Au matin, après le pain-fromage-goutte, raffermis par cette hospitalité gratuite qu’on peut prolonger aussi longtemps que la tempête le permet, on sort : ce matin, au soleil, la
montagne est merveilleuse : plus de vent, toute descente, par les traverses, avec des sauts, des dégringolades kilométriques qui vous font arriver à Airolo, l’autre
côté du tunnel, où la route reprend le caractère alpestre, circulaire et engorgé, mais descendant. C’est le Tessin.

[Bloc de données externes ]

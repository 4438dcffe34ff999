#[cfg(test)]
mod tests {
    use crate::config::{DeadEndCandidates, GraphConfig};
    use crate::error::GraphBuildError;
    use crate::graph::EdgeKey;
    use crate::input::{LaneFeature, PortFeature};
    use crate::pipeline::assemble_graph;
    use ahash::AHashSet;

    fn port(id: &str, lon: f64, lat: f64) -> PortFeature {
        PortFeature {
            port_id: Some(id.to_string()),
            name: Some(id.to_uppercase()),
            country: Some("XX".to_string()),
            lat: Some(lat),
            lon: Some(lon),
        }
    }

    /// A few lanes from Gibraltar to Bab el-Mandeb with a junction near Malta,
    /// a gap north of the Red Sea and a detached stub.
    fn sample_lanes() -> Vec<LaneFeature> {
        vec![
            LaneFeature::line(Some("gib_med"), vec![(-8.0, 36.0), (-5.6, 35.95), (3.0, 37.5)]),
            LaneFeature::line(Some("med_central"), vec![(3.05, 37.5), (15.0, 35.0)]),
            LaneFeature::line(Some("med_east"), vec![(15.0, 35.0), (31.0, 32.0)]),
            LaneFeature::line(Some("suez"), vec![(31.0, 32.0), (32.3, 30.6), (32.6, 29.8)]),
            LaneFeature::line(Some("red_sea"), vec![(33.5, 28.5), (38.0, 21.0), (43.3, 12.6)]),
            LaneFeature::line(Some("aegean"), vec![(15.1, 35.05), (26.0, 39.5)]),
            LaneFeature::line(Some("stub"), vec![(28.0, 24.0), (29.0, 24.0)]),
        ]
    }

    #[test]
    fn test_two_segment_path_scenario() {
        let lanes = vec![
            LaneFeature::line(None, vec![(0.0, 0.0), (1.0, 0.0)]),
            LaneFeature::line(None, vec![(1.0001, 0.0), (2.0, 0.0)]),
        ];
        let result = assemble_graph(&lanes, &[port("p", 0.0, 0.1)], &GraphConfig::default()).unwrap();

        assert_eq!(result.graph.num_nodes(), 3);
        assert_eq!(result.graph.num_edges(), 2);
        assert!(result.graph.edges().iter().all(|e| !e.synthetic));
        assert_eq!(result.report.connectivity.num_components, 1);
        assert_eq!(result.report.dead_ends.dead_ends_found, 2);
        assert_eq!(result.report.dead_ends.repaired, 0);
        let degrees: Vec<_> = result.report.degrees.iter().map(|(d, n)| (*d, *n)).collect();
        assert_eq!(degrees, vec![(1, 2), (2, 1)]);
    }

    #[test]
    fn test_graph_invariants_hold_on_sample_network() {
        let ports = vec![
            port("algeciras", -5.45, 36.13),
            port("piraeus", 23.6, 37.9),
            port("jeddah", 39.1, 21.5),
            port("broken", f64::NAN, 0.0),
        ];
        let config = GraphConfig::default();
        let result = assemble_graph(&sample_lanes(), &ports, &config).unwrap();
        let graph = &result.graph;

        let mut keys = AHashSet::new();
        for edge in graph.edges() {
            assert!(edge.source.0 < graph.num_nodes() && edge.target.0 < graph.num_nodes());
            assert!(edge.length_km >= 0.0);
            assert!(keys.insert(EdgeKey::new(edge.source, edge.target, &edge.lane_id)), "duplicate key");
        }

        for fix in graph.edges().iter().filter(|e| e.synthetic) {
            assert!(fix.length_km <= config.max_synthetic_length_km());
            let parallel_lane_edges = graph
                .edges()
                .iter()
                .filter(|e| !e.synthetic && e.key().low == fix.key().low && e.key().high == fix.key().high)
                .count();
            assert_eq!(parallel_lane_edges, 0, "repair must not duplicate an existing adjacency");
        }

        let export = result.to_export();
        assert_eq!(export.ports.len(), 3);
        assert_eq!(result.report.ports.invalid_coords, 1);
        for p in export.ports.values() {
            assert!(export.nodes.contains_key(&p.node_id), "port {} points at a missing node", p.id);
        }
        assert_eq!(export.chokepoints.len(), 12);
    }

    #[test]
    fn test_sample_network_tags_and_repairs() {
        let result = assemble_graph(&sample_lanes(), &[port("x", 0.0, 0.0)], &GraphConfig::default()).unwrap();
        let graph = &result.graph;

        let by_lane = |id: &str| graph.edges().iter().find(|e| e.lane_id == id).unwrap();
        assert!(by_lane("gib_med").chokepoints.contains("Strait of Gibraltar"));
        assert!(by_lane("suez").chokepoints.contains("Suez Canal"));
        assert!(by_lane("red_sea").chokepoints.contains("Bab el-Mandeb"));
        assert!(by_lane("med_east").chokepoints.is_empty());

        // the aegean lane snaps onto the junction the two med lanes share
        assert_eq!(graph.num_nodes(), 10);
        // suez end -> red sea start, then red sea start -> stub
        assert_eq!(result.report.dead_ends.repaired, 2);
        assert_eq!(
            result.report.connectivity.num_components, 1,
            "repairs should pull every lane into one network"
        );
    }

    #[test]
    fn test_chokepoint_tags_are_stable_across_runs() {
        let config = GraphConfig::default();
        let ports = [port("x", 0.0, 0.0)];
        let first = assemble_graph(&sample_lanes(), &ports, &config).unwrap().to_export();
        for _ in 0..3 {
            let again = assemble_graph(&sample_lanes(), &ports, &config).unwrap().to_export();
            assert_eq!(again, first);
        }
    }

    #[test]
    fn test_non_adjacent_policy_still_respects_invariants() {
        let config = GraphConfig {
            dead_end_candidates: DeadEndCandidates::NonAdjacent,
            ..GraphConfig::default()
        };
        let result = assemble_graph(&sample_lanes(), &[port("x", 0.0, 0.0)], &config).unwrap();
        for fix in result.graph.edges().iter().filter(|e| e.synthetic) {
            assert!(fix.length_km <= config.max_synthetic_length_km());
            assert_ne!(fix.source, fix.target);
        }
    }

    #[test]
    fn test_structural_failures_abort() {
        let lanes = vec![LaneFeature::line(None, vec![(0.0, 0.0), (1.0, 0.0)])];
        let ports = vec![port("p", 0.0, 0.0)];
        let config = GraphConfig::default();

        assert!(matches!(assemble_graph(&[], &ports, &config), Err(GraphBuildError::NoLaneFeatures)));
        assert!(matches!(assemble_graph(&lanes, &[], &config), Err(GraphBuildError::NoPortFeatures)));

        let only_garbage = vec![LaneFeature::default(), LaneFeature::line(None, vec![(1.0, 1.0)])];
        assert!(matches!(
            assemble_graph(&only_garbage, &ports, &config),
            Err(GraphBuildError::EmptyGraph { lanes: 2 })
        ));

        let bad_config = GraphConfig {
            snap_tolerance_deg: -1.0,
            ..GraphConfig::default()
        };
        assert!(matches!(
            assemble_graph(&lanes, &ports, &bad_config),
            Err(GraphBuildError::InvalidConfig(_))
        ));
    }

    #[test]
    fn test_port_scenario_five_vs_fifty_km() {
        // nodes at 5 km east and 50 km west of the port, on the equator
        let deg_per_km = 1.0 / 111.319_490_793;
        let lanes = vec![
            LaneFeature::line(Some("east"), vec![(5.0 * deg_per_km, 0.0), (5.0 * deg_per_km, 3.0)]),
            LaneFeature::line(Some("west"), vec![(-50.0 * deg_per_km, 0.0), (-50.0 * deg_per_km, -3.0)]),
        ];
        let result = assemble_graph(&lanes, &[port("harbor", 0.0, 0.0)], &GraphConfig::default()).unwrap();

        let harbor = &result.ports[0];
        let node = result.graph.node(harbor.node_id);
        assert!((node.lon - 5.0 * deg_per_km).abs() < 1e-12 && node.lat == 0.0);
        assert!((harbor.dist_to_node_km - 5.0).abs() < 1e-6);
    }
}
// ===========================================================================
// Web Mercator Coordinate Conversion
// ===========================================================================
use geo::{Coord, Euclidean, Length, LineString};

pub const EARTH_RADIUS: f64 = 6378137.0;

/// Web Mercator is undefined at the poles; latitudes are clamped here first.
pub const MAX_MERCATOR_LAT: f64 = 85.051_128_779_806_59;

/// Convert lat/lng (EPSG:4326) to Web Mercator (EPSG:3857)
/// Input: (longitude, latitude) in degrees
/// Output: (x, y) in meters
pub fn lat_lng_to_web_merc(lon: f64, lat: f64) -> (f64, f64) {
    let lat = lat.clamp(-MAX_MERCATOR_LAT, MAX_MERCATOR_LAT);
    let x = EARTH_RADIUS * lon.to_radians();
    let y = EARTH_RADIUS * ((std::f64::consts::FRAC_PI_4 + lat.to_radians() / 2.0).tan()).ln();
    (x, y)
}

/// Convert Web Mercator (EPSG:3857) to lat/lng (EPSG:4326)
/// Input: (x, y) in meters
/// Output: (longitude, latitude) in degrees
pub fn web_merc_to_lat_lng(x: f64, y: f64) -> (f64, f64) {
    let lon = (x / EARTH_RADIUS).to_degrees();
    let lat = (2.0 * (y / EARTH_RADIUS).exp().atan() - std::f64::consts::FRAC_PI_2).to_degrees();
    (lon, lat)
}

pub fn coord_to_web_merc(coord: Coord) -> Coord {
    let (x, y) = lat_lng_to_web_merc(coord.x, coord.y);
    Coord { x, y }
}

pub fn coord_to_lat_lng(coord: Coord) -> Coord {
    let (x, y) = web_merc_to_lat_lng(coord.x, coord.y);
    Coord { x, y }
}

/// Project a lon/lat polyline into Web Mercator meters
pub fn line_to_web_merc(line: &LineString) -> LineString {
    line.coords().map(|c| coord_to_web_merc(*c)).collect()
}

pub fn line_to_lat_lng(line: &LineString) -> LineString {
    line.coords().map(|c| coord_to_lat_lng(*c)).collect()
}

/// Planar length of a polyline, in the units of its coordinates.
pub fn planar_length(line: &LineString) -> f64 {
    Euclidean.length(line)
}

/// Length of a lon/lat polyline measured in Web Mercator, in kilometers.
pub fn web_merc_length_km(line: &LineString) -> f64 {
    planar_length(&line_to_web_merc(line)) / 1000.0
}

La route est en neige jusqu’à plus de trente kilomètres du Gothard. À trente kilomètres] seulement, à Giornico, la vallée s’élargit un peu. Quelques berceaux
de vignes et quelques bouts de prés qu’on fume soigneusement avec des feuilles et autres détritus de sapin qui ont dû servir de litière. Sur la route défilent
chèvres, bœufs et vaches gris, cochons noirs. À Bell inzona, il y a un fort marché de ces bestiaux. À Lugano, à vingt lieues du Gothard, on prend le train et on va
de l’agréable lac de Lugano à l’agréable lac de Como. Ensuite, trajet connu.
Je suis tout à vous, je vous remercie et dans une vingtaine de jours vous aurez une lettre.